The English authorities, too, say that a chartering owner, divesting himself of control, divests himself also of liability (see Baumwoll v. Furness, 62 L.J. [Q.B.] 201, [1893] A.C. 8, and comment thereon at page 275 of the seventh edition of Maclachlan on Merchant Shipping).
Very much in point, we think, is Matter of New York Dock Co. (61 F.2d 777) where a claimant's injury resulted from an unseaworthy condition which had existed before the pile driver had been chartered to one Converse by New York Dock Company. Said the Second Circuit Court of Appeals: "Whatever the legal obligations of the New York Dock Company, under the charter or otherwise, may be to Converse, this claimant must look for indemnity solely to his employer, Converse, who had the entire control of the pile driver." The Circuit Court noted that the defect there was not a hidden one, and that the charterer was under a contractual obligation to put the pile driver in shape for use, and so the court did not find it necessary to say whether or not, under other circumstances, it would adopt the rule of MacPherson v. Buick Motor Co. (217 N.Y. 382) as to "liability at large for latent defects which make things dangerous instrumentalities which one supplies to be used without test or change * * *". A more recent decision in another circuit is Vitozi v. Balboa Shipping Co. (69 F. Supp. 286 [District of Massachusetts]).
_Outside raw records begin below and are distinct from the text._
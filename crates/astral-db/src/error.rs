//! Error types for database operations.

use astral_core::LedgerError;
use thiserror::Error;

/// Errors that can occur during database operations.
#[derive(Debug, Error)]
pub enum Error {
    /// Native DB error.
    #[error("Database error: {0}")]
    Database(String),

    /// A stored row could not be turned back into a domain value.
    #[error("Corrupt record: {0}")]
    Corrupt(String),

    /// Row not found.
    #[error("Not found: {0}")]
    NotFound(String),

    /// Duplicate key.
    #[error("Duplicate key: {0}")]
    DuplicateKey(String),

    /// A resource delta would overdraw the stored ledger.
    #[error(transparent)]
    Ledger(#[from] LedgerError),
}

impl From<native_db::db_type::Error> for Error {
    fn from(err: native_db::db_type::Error) -> Self {
        Error::Database(err.to_string())
    }
}

/// Result type for database operations.
pub type Result<T> = std::result::Result<T, Error>;
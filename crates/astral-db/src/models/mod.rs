//! Database models for persistent storage.

mod character;
mod membership;
mod ownership;

pub use character::*;
pub use membership::*;
pub use ownership::*;
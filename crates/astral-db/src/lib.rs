//! Astral DB - Database layer using native_db
//!
//! Provides persistent storage for:
//! - Characters and their resource ledgers
//! - Building and spell unlocks
//! - Guild memberships
//!
//! [`DbStore`] implements [`astral_core::GameStore`], so it drops straight
//! into an [`astral_core::Game`].

mod error;
mod models;
mod store;

pub use error::{Error, Result};
pub use store::DbStore;
//! Resource ledger: gold, mana, turns and diamonds
//!
//! A [`ResourceLedger`] is a snapshot of a character's balances. Changes are
//! expressed as a [`ResourceDelta`] and applied with
//! [`ResourceLedger::apply_delta`], which either applies every field or none.

use serde::{Deserialize, Serialize};
use std::fmt;
use thiserror::Error;

/// Default mana ceiling for a fresh character
pub const DEFAULT_MAX_MANA: u64 = 100;

/// The four spendable resources
#[derive(Debug, Clone, Copy, PartialEq, Eq, Hash, Serialize, Deserialize)]
#[serde(rename_all = "lowercase")]
pub enum ResourceKind {
    Gold,
    Mana,
    Turns,
    Diamonds,
}

impl ResourceKind {
    /// Check order used when reporting shortfalls
    pub const ALL: [ResourceKind; 4] = [
        ResourceKind::Gold,
        ResourceKind::Mana,
        ResourceKind::Turns,
        ResourceKind::Diamonds,
    ];
}

impl fmt::Display for ResourceKind {
    fn fmt(&self, f: &mut fmt::Formatter<'_>) -> fmt::Result {
        let name = match self {
            ResourceKind::Gold => "gold",
            ResourceKind::Mana => "mana",
            ResourceKind::Turns => "turns",
            ResourceKind::Diamonds => "diamonds",
        };
        f.write_str(name)
    }
}

/// A delta would drive a resource below zero
#[derive(Debug, Clone, Copy, PartialEq, Eq, Error)]
#[error("insufficient {kind}: have {available}, need {required}")]
pub struct LedgerError {
    pub kind: ResourceKind,
    pub available: u64,
    pub required: u64,
}

/// Signed adjustment to each resource
///
/// Fields are `i128` so a debit can carry any `u64` amount exactly.
#[derive(Debug, Clone, Copy, PartialEq, Eq, Default, Serialize, Deserialize)]
pub struct ResourceDelta {
    #[serde(default)]
    pub gold: i128,
    #[serde(default)]
    pub mana: i128,
    #[serde(default)]
    pub turns: i128,
    #[serde(default)]
    pub diamonds: i128,
}

impl ResourceDelta {
    /// The empty delta
    pub fn zero() -> Self {
        Self::default()
    }

    /// Spend gold and turns, as building and research do
    pub fn spend(gold: u64, turns: u64) -> Self {
        Self {
            gold: -i128::from(gold),
            turns: -i128::from(turns),
            ..Self::default()
        }
    }

    pub fn with_gold(mut self, gold: i64) -> Self {
        self.gold = gold.into();
        self
    }

    pub fn with_mana(mut self, mana: i64) -> Self {
        self.mana = mana.into();
        self
    }

    pub fn with_turns(mut self, turns: i64) -> Self {
        self.turns = turns.into();
        self
    }

    pub fn with_diamonds(mut self, diamonds: i64) -> Self {
        self.diamonds = diamonds.into();
        self
    }

    /// Adjustment for one resource
    pub fn get(&self, kind: ResourceKind) -> i128 {
        match kind {
            ResourceKind::Gold => self.gold,
            ResourceKind::Mana => self.mana,
            ResourceKind::Turns => self.turns,
            ResourceKind::Diamonds => self.diamonds,
        }
    }

    pub fn is_zero(&self) -> bool {
        *self == Self::default()
    }
}

/// A character's resource balances and level
#[derive(Debug, Clone, Copy, PartialEq, Eq, Serialize, Deserialize)]
pub struct ResourceLedger {
    pub level: u32,
    pub gold: u64,
    pub mana: u64,
    pub max_mana: u64,
    pub turns: u64,
    pub diamonds: u64,
}

impl ResourceLedger {
    /// Balance of one resource
    pub fn get(&self, kind: ResourceKind) -> u64 {
        match kind {
            ResourceKind::Gold => self.gold,
            ResourceKind::Mana => self.mana,
            ResourceKind::Turns => self.turns,
            ResourceKind::Diamonds => self.diamonds,
        }
    }

    /// Whether `amount` of `kind` is available
    pub fn can_afford(&self, kind: ResourceKind, amount: u64) -> bool {
        self.get(kind) >= amount
    }

    /// Apply a delta, returning the new ledger
    ///
    /// Fails without touching `self` if any resource would go negative.
    /// Mana is clamped to `max_mana` after a successful apply.
    pub fn apply_delta(&self, delta: &ResourceDelta) -> Result<ResourceLedger, LedgerError> {
        let mut next = *self;
        for kind in ResourceKind::ALL {
            let value = adjust(self.get(kind), delta.get(kind)).ok_or(LedgerError {
                kind,
                available: self.get(kind),
                required: magnitude(delta.get(kind)),
            })?;
            match kind {
                ResourceKind::Gold => next.gold = value,
                ResourceKind::Mana => next.mana = value.min(self.max_mana),
                ResourceKind::Turns => next.turns = value,
                ResourceKind::Diamonds => next.diamonds = value,
            }
        }
        Ok(next)
    }
}

fn magnitude(change: i128) -> u64 {
    u64::try_from(change.unsigned_abs()).unwrap_or(u64::MAX)
}

fn adjust(balance: u64, change: i128) -> Option<u64> {
    let amount = u64::try_from(change.unsigned_abs()).ok();
    if change >= 0 {
        Some(amount.map_or(u64::MAX, |a| balance.saturating_add(a)))
    } else {
        amount.and_then(|a| balance.checked_sub(a))
    }
}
The holding of that case was that the general or actual owner of a vessel was not liable to a longshoreman for injuries caused by the unseaworthy *Page 338 condition of the ship, since the obligation of seaworthiness was on the charterer, who, under charter party provisions, was the apparent or special owner. Discussing Seas Shipping Co. v.Sieracki (supra) the District Judge in the Vitozi case said that nothing in the Sieracki opinion "intimates that the obligation of seaworthiness of a ship is imposed on anyone except the owner in control of the ship."
In all of the above we have been treating the present case as one brought under the "Osceola" doctrine for unseaworthiness, not in tort for negligence. The maritime law, of course, gives recovery for negligence in appropriate cases. But, looking at the facts in the light most favorable to plaintiff, we find here no breach of duty by defendant and so there was no negligence (seeFlat-Top Fuel Co. v. Martin, 85 F.2d 39, 41, certiorari denied 299 U.S. 585 and Cullen Fuel Co. v. Hedger Co.,62 F.2d 68, affd. 290 U.S. 82; see, also, the discussion in the NewYork Dock Co. case, supra, as to negligence as distinguished from unseaworthiness).
The orders should be reversed and the motion for summary judgment dismissing the complaint granted, with costs in all courts. The first certified question should be answered in the negative, the second certified question in the affirmative.